Domenicali, who was team manager at the time and would rise to become Ferrari team principal in 2008, remembers Schumacher’s response to the setback as a defining moment in his career.
“Another thing that, for me, was really incredible – you never heard from him any single word against the team,” Domenicali told the Formula One website podcast this week.
“In case of a mistake, in case of a problem, never. Inside, of course, (it’s) very tough to say something can happen. But outside – I remember when he had the big crash in Silverstone, the problem was that we didn’t fix a joint in the brake tube, so there was no pressure.
“There was a mistake, but he never said that officially. He never said anything against the team publicly, and this is something that when you are part of such an intense or when you a part of this group, that makes the difference. Because then you are totally dedicated.”
Schumacher’s words from hospital, where he underwent a 90-minute operation to have a 30-centimetre plate inserted into his leg, shared that perspective.
“I am lucky to be alive. It was a very scary moment because it was the first time it has ever happened to me,” he said at the time.
“At first I could not get out of the car and I was worried about the situation. I am thankful for the improvements made in the cars over the last few years because that is what has helped me escape with only a broken leg.
“I know I am going to be out of action for two to three months and I realise I have absolutely no chance of the championship this year. But I am confident I’ll be back driving a Ferrari in Formula One before the end of the season. I am not depressed, I am feeling positive and I’m looking forward even now.”
The German was correct – he was back in the car for the final two races, and he remarkably finished second in Malaysia and Japan to help Ferrari win their first constructors’ championship since 1983.
It was the springboard Schumacher needed. But despite winning the first three races in 2000, his campaign began to unravel midway through the season with two mechanical retirements and two more through accidents.

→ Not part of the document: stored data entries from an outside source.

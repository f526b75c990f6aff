//! Conditional one-shot decompression.
//!
//! This module provides the decode half of the crate: a [`Decompressor`]
//! capability trait, a default implementation backed by `flate2`, and the
//! [`maybe_decompress_gzip`] entry point that sniffs a buffer and either
//! decompresses it or hands it back untouched.
//!
//! Decoding is a whole-buffer transform: the entire input is fed to the
//! decompressor and the entire output is materialized before the call
//! returns. This suits "decode this blob", not unbounded streams.

use std::borrow::Cow;
use std::future::Future;
use std::io::{self, Read};
use std::pin::Pin;

use flate2::read::{DeflateDecoder, MultiGzDecoder, ZlibDecoder};

use crate::error::{GzSniffError, Result};
use crate::format::{CompressionFormat, is_gzip_format};

/// Default output chunk size for the provided decompressor (32KB).
const DEFAULT_CHUNK_SIZE: usize = 32 * 1024;

/// An injected decompression capability.
///
/// The conditional decoder does not implement any compression algorithm
/// itself; it delegates to whatever stands behind this trait. The provided
/// implementation is [`FlateDecompressor`], but callers can supply their
/// own binding (a different backend, an instrumented wrapper, a test
/// double) through [`maybe_decompress_gzip_with`].
pub trait Decompressor: Send + Sync {
    /// Decompress `input` as a single `format`-wrapped stream.
    ///
    /// # Returns
    ///
    /// The fully decompressed payload, or [`GzSniffError::Decode`] if the
    /// stream is malformed or truncated. All-or-nothing: no partial output
    /// is ever returned.
    fn decompress<'a>(
        &'a self,
        input: &'a [u8],
        format: CompressionFormat,
    ) -> Pin<Box<dyn Future<Output = Result<Vec<u8>>> + Send + 'a>>;
}

/// The provided [`Decompressor`], backed by `flate2`.
///
/// Output is drained from the decoder in fixed-size chunks, yielding to
/// the scheduler between chunks so a large payload cannot monopolize a
/// cooperative executor.
#[derive(Debug, Clone)]
pub struct FlateDecompressor {
    chunk_size: usize,
}

impl FlateDecompressor {
    /// Create a decompressor with the default chunk size.
    pub fn new() -> Self {
        Self {
            chunk_size: DEFAULT_CHUNK_SIZE,
        }
    }

    /// Create a decompressor with a custom output chunk size.
    pub fn with_chunk_size(chunk_size: usize) -> Self {
        Self {
            chunk_size: chunk_size.max(1),
        }
    }
}

impl Default for FlateDecompressor {
    fn default() -> Self {
        Self::new()
    }
}

impl Decompressor for FlateDecompressor {
    fn decompress<'a>(
        &'a self,
        input: &'a [u8],
        format: CompressionFormat,
    ) -> Pin<Box<dyn Future<Output = Result<Vec<u8>>> + Send + 'a>> {
        Box::pin(async move {
            match format {
                // MultiGzDecoder so concatenated members (legal per
                // RFC 1952) decode to the concatenated payload.
                CompressionFormat::Gzip => {
                    drain(MultiGzDecoder::new(input), format, self.chunk_size).await
                }
                CompressionFormat::Zlib => {
                    drain(ZlibDecoder::new(input), format, self.chunk_size).await
                }
                CompressionFormat::Deflate => {
                    drain(DeflateDecoder::new(input), format, self.chunk_size).await
                }
            }
        })
    }
}

/// Drain a decoder to completion, yielding between output chunks.
async fn drain<R: Read + Send>(
    mut decoder: R,
    format: CompressionFormat,
    chunk_size: usize,
) -> Result<Vec<u8>> {
    let mut output = Vec::new();
    let mut chunk = vec![0u8; chunk_size];
    loop {
        match decoder.read(&mut chunk) {
            Ok(0) => return Ok(output),
            Ok(n) => output.extend_from_slice(&chunk[..n]),
            Err(e) if e.kind() == io::ErrorKind::Interrupted => continue,
            // The source is an in-memory slice, so any read failure is the
            // decoder rejecting the stream, not real I/O.
            Err(e) => return Err(GzSniffError::decode(format, e.to_string())),
        }
        tokio::task::yield_now().await;
    }
}

/// Decompress `data` as a single `format`-wrapped stream.
///
/// Format-generic one-shot entry point using the default
/// [`FlateDecompressor`]. No sniffing: the caller asserts the format, and
/// a mismatch surfaces as [`GzSniffError::Decode`].
pub async fn decode(data: &[u8], format: CompressionFormat) -> Result<Vec<u8>> {
    let decompressor = FlateDecompressor::new();
    decompressor.decompress(data, format).await
}

/// Decompress `data` if it is in gzip format, otherwise just return it.
///
/// Non-gzip input (including empty and undersized buffers) comes back as
/// `Cow::Borrowed` without copying; gzip input is decoded into a new owned
/// buffer. A buffer that carries the gzip magic but holds a malformed or
/// truncated stream fails with [`GzSniffError::Decode`].
pub async fn maybe_decompress_gzip(data: &[u8]) -> Result<Cow<'_, [u8]>> {
    maybe_decompress_gzip_with(&FlateDecompressor::new(), data).await
}

/// [`maybe_decompress_gzip`] through an injected [`Decompressor`].
pub async fn maybe_decompress_gzip_with<'a, D>(
    decompressor: &D,
    data: &'a [u8],
) -> Result<Cow<'a, [u8]>>
where
    D: Decompressor + ?Sized,
{
    if is_gzip_format(data) {
        let decoded = decompressor
            .decompress(data, CompressionFormat::Gzip)
            .await?;
        return Ok(Cow::Owned(decoded));
    }
    Ok(Cow::Borrowed(data))
}

#[cfg(test)]
mod tests {
    use super::*;
    use flate2::Compression;
    use flate2::write::{DeflateEncoder, GzEncoder, ZlibEncoder};
    use std::io::Write;

    fn gzip(data: &[u8]) -> Vec<u8> {
        let mut encoder = GzEncoder::new(Vec::new(), Compression::default());
        encoder.write_all(data).unwrap();
        encoder.finish().unwrap()
    }

    #[tokio::test]
    async fn test_decode_gzip() {
        let compressed = gzip(b"hello");
        let decoded = decode(&compressed, CompressionFormat::Gzip).await.unwrap();
        assert_eq!(decoded, b"hello");
    }

    #[tokio::test]
    async fn test_decode_zlib() {
        let mut encoder = ZlibEncoder::new(Vec::new(), Compression::default());
        encoder.write_all(b"zlib payload").unwrap();
        let compressed = encoder.finish().unwrap();

        let decoded = decode(&compressed, CompressionFormat::Zlib).await.unwrap();
        assert_eq!(decoded, b"zlib payload");
    }

    #[tokio::test]
    async fn test_decode_raw_deflate() {
        let mut encoder = DeflateEncoder::new(Vec::new(), Compression::default());
        encoder.write_all(b"raw deflate payload").unwrap();
        let compressed = encoder.finish().unwrap();

        let decoded = decode(&compressed, CompressionFormat::Deflate)
            .await
            .unwrap();
        assert_eq!(decoded, b"raw deflate payload");
    }

    #[tokio::test]
    async fn test_decode_concatenated_members() {
        let mut compressed = gzip(b"first ");
        compressed.extend_from_slice(&gzip(b"second"));

        let decoded = decode(&compressed, CompressionFormat::Gzip).await.unwrap();
        assert_eq!(decoded, b"first second");
    }

    #[tokio::test]
    async fn test_decode_small_chunks() {
        // Output larger than the chunk size forces multiple drain rounds.
        let payload = b"0123456789".repeat(100);
        let compressed = gzip(&payload);

        let decompressor = FlateDecompressor::with_chunk_size(64);
        let decoded = decompressor
            .decompress(&compressed, CompressionFormat::Gzip)
            .await
            .unwrap();
        assert_eq!(decoded, payload);
    }

    #[tokio::test]
    async fn test_decode_format_mismatch() {
        let mut encoder = ZlibEncoder::new(Vec::new(), Compression::default());
        encoder.write_all(b"zlib, not gzip").unwrap();
        let compressed = encoder.finish().unwrap();

        let err = decode(&compressed, CompressionFormat::Gzip)
            .await
            .unwrap_err();
        assert!(matches!(
            err,
            GzSniffError::Decode {
                format: CompressionFormat::Gzip,
                ..
            }
        ));
    }

    #[tokio::test]
    async fn test_maybe_decompress_roundtrip() {
        let compressed = gzip(b"hello");
        let result = maybe_decompress_gzip(&compressed).await.unwrap();
        assert_eq!(result.as_ref(), b"hello");
        assert!(matches!(result, Cow::Owned(_)));
    }

    #[tokio::test]
    async fn test_maybe_decompress_passthrough() {
        let raw = [0x68, 0x65, 0x6C, 0x6C, 0x6F]; // "hello"
        let result = maybe_decompress_gzip(&raw).await.unwrap();
        assert_eq!(result.as_ref(), b"hello");
        assert!(matches!(result, Cow::Borrowed(_)));
    }

    #[tokio::test]
    async fn test_maybe_decompress_empty() {
        let result = maybe_decompress_gzip(&[]).await.unwrap();
        assert!(result.is_empty());
        assert!(matches!(result, Cow::Borrowed(_)));
    }

    #[tokio::test]
    async fn test_maybe_decompress_bare_magic() {
        // The magic alone is too short to be a stream; passed through.
        let raw = [0x1F, 0x8B];
        let result = maybe_decompress_gzip(&raw).await.unwrap();
        assert_eq!(result.as_ref(), &raw);
        assert!(matches!(result, Cow::Borrowed(_)));
    }

    #[tokio::test]
    async fn test_maybe_decompress_truncated() {
        let compressed = gzip(b"some payload that will be cut short");
        // Keep the 10-byte header plus a sliver of the body.
        let truncated = &compressed[..12];

        let err = maybe_decompress_gzip(truncated).await.unwrap_err();
        assert!(matches!(err, GzSniffError::Decode { .. }));
    }

    #[tokio::test]
    async fn test_maybe_decompress_corrupt_trailer() {
        let mut compressed = gzip(b"payload with a bad checksum");
        let last = compressed.len() - 5;
        compressed[last] ^= 0xFF; // flip a CRC-32 trailer byte

        let err = maybe_decompress_gzip(&compressed).await.unwrap_err();
        assert!(matches!(err, GzSniffError::Decode { .. }));
    }

    #[tokio::test]
    async fn test_maybe_decompress_subslice() {
        // Only the window into the allocation may be considered.
        let mut storage = vec![0x1F, 0x8B]; // misleading bytes before the view
        let start = storage.len();
        storage.extend_from_slice(b"plain bytes");
        let end = storage.len();
        storage.extend_from_slice(&[0x1F, 0x8B, 0x08]);

        let result = maybe_decompress_gzip(&storage[start..end]).await.unwrap();
        assert_eq!(result.as_ref(), b"plain bytes");
        assert!(matches!(result, Cow::Borrowed(_)));
    }

    #[tokio::test]
    async fn test_maybe_decompress_empty_payload() {
        let compressed = gzip(b"");
        let result = maybe_decompress_gzip(&compressed).await.unwrap();
        assert!(result.is_empty());
        assert!(matches!(result, Cow::Owned(_)));
    }
}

Perhaps the Silverstone experience provided the necessary steel.
Schumacher fought back, finishing second in Hungary and Belgium and going on to win the final four races of the season to take his first drivers’ championship since 1995.
It was the first of five consecutive titles and kickstarted his stalled path to Formula One greatness.

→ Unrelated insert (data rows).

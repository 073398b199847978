use std::f64::consts::TAU;

use crate::{
    core::Vec2,
    error::{PhasorvizError, PhasorvizResult},
};

/// Immutable description of one sinusoid: `amplitude · sin(ω·x + phase)`
/// with `ω = 2π / period`.
///
/// Validated at construction; every method is a pure function of the stored
/// parameters.
#[derive(Clone, Copy, Debug, PartialEq, serde::Serialize, serde::Deserialize)]
pub struct Waveform {
    amplitude: f64,
    phase: f64,
    period: f64,
}

impl Waveform {
    /// Build a waveform, rejecting parameters that would make the angular
    /// velocity or the rendered circle meaningless.
    pub fn new(amplitude: f64, phase: f64, period: f64) -> PhasorvizResult<Self> {
        if !amplitude.is_finite() || amplitude < 0.0 {
            return Err(PhasorvizError::validation(format!(
                "waveform amplitude must be finite and >= 0 (got {amplitude})"
            )));
        }
        if !phase.is_finite() {
            return Err(PhasorvizError::validation(format!(
                "waveform phase must be finite (got {phase})"
            )));
        }
        if !period.is_finite() || period <= 0.0 {
            return Err(PhasorvizError::validation(format!(
                "waveform period must be finite and > 0 (got {period})"
            )));
        }
        Ok(Self {
            amplitude,
            phase,
            period,
        })
    }

    pub fn amplitude(&self) -> f64 {
        self.amplitude
    }

    pub fn phase(&self) -> f64 {
        self.phase
    }

    pub fn period(&self) -> f64 {
        self.period
    }

    /// `2π / period`. Finite for every constructed waveform.
    pub fn angular_velocity(&self) -> f64 {
        TAU / self.period
    }

    /// Rotation angle of the phasor at sample position `x`.
    pub fn radians_at(&self, x: f64) -> f64 {
        self.angular_velocity() * x + self.phase
    }

    /// Instantaneous signal value at sample position `x`.
    pub fn value_at(&self, x: f64) -> f64 {
        self.amplitude * self.radians_at(x).sin()
    }

    /// Tip of the rotating vector at sample position `x`, as
    /// (real, imaginary) parts of `amplitude · e^(iθ)`.
    pub fn phasor_at(&self, x: f64) -> Vec2 {
        let theta = self.radians_at(x);
        Vec2::new(self.amplitude * theta.cos(), self.amplitude * theta.sin())
    }
}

“We were able to create an incredible relationship that was really out from the normal business perspective,” Domenicali said of the team’s dynamic behind Schumacher.
“We were able to create together sort of things where after the hours when we were out on track, we were able to stay together, heading out to restaurants with the team together.
“It created an incredible atmosphere. Difficult to repeat, because that was very, very specific.”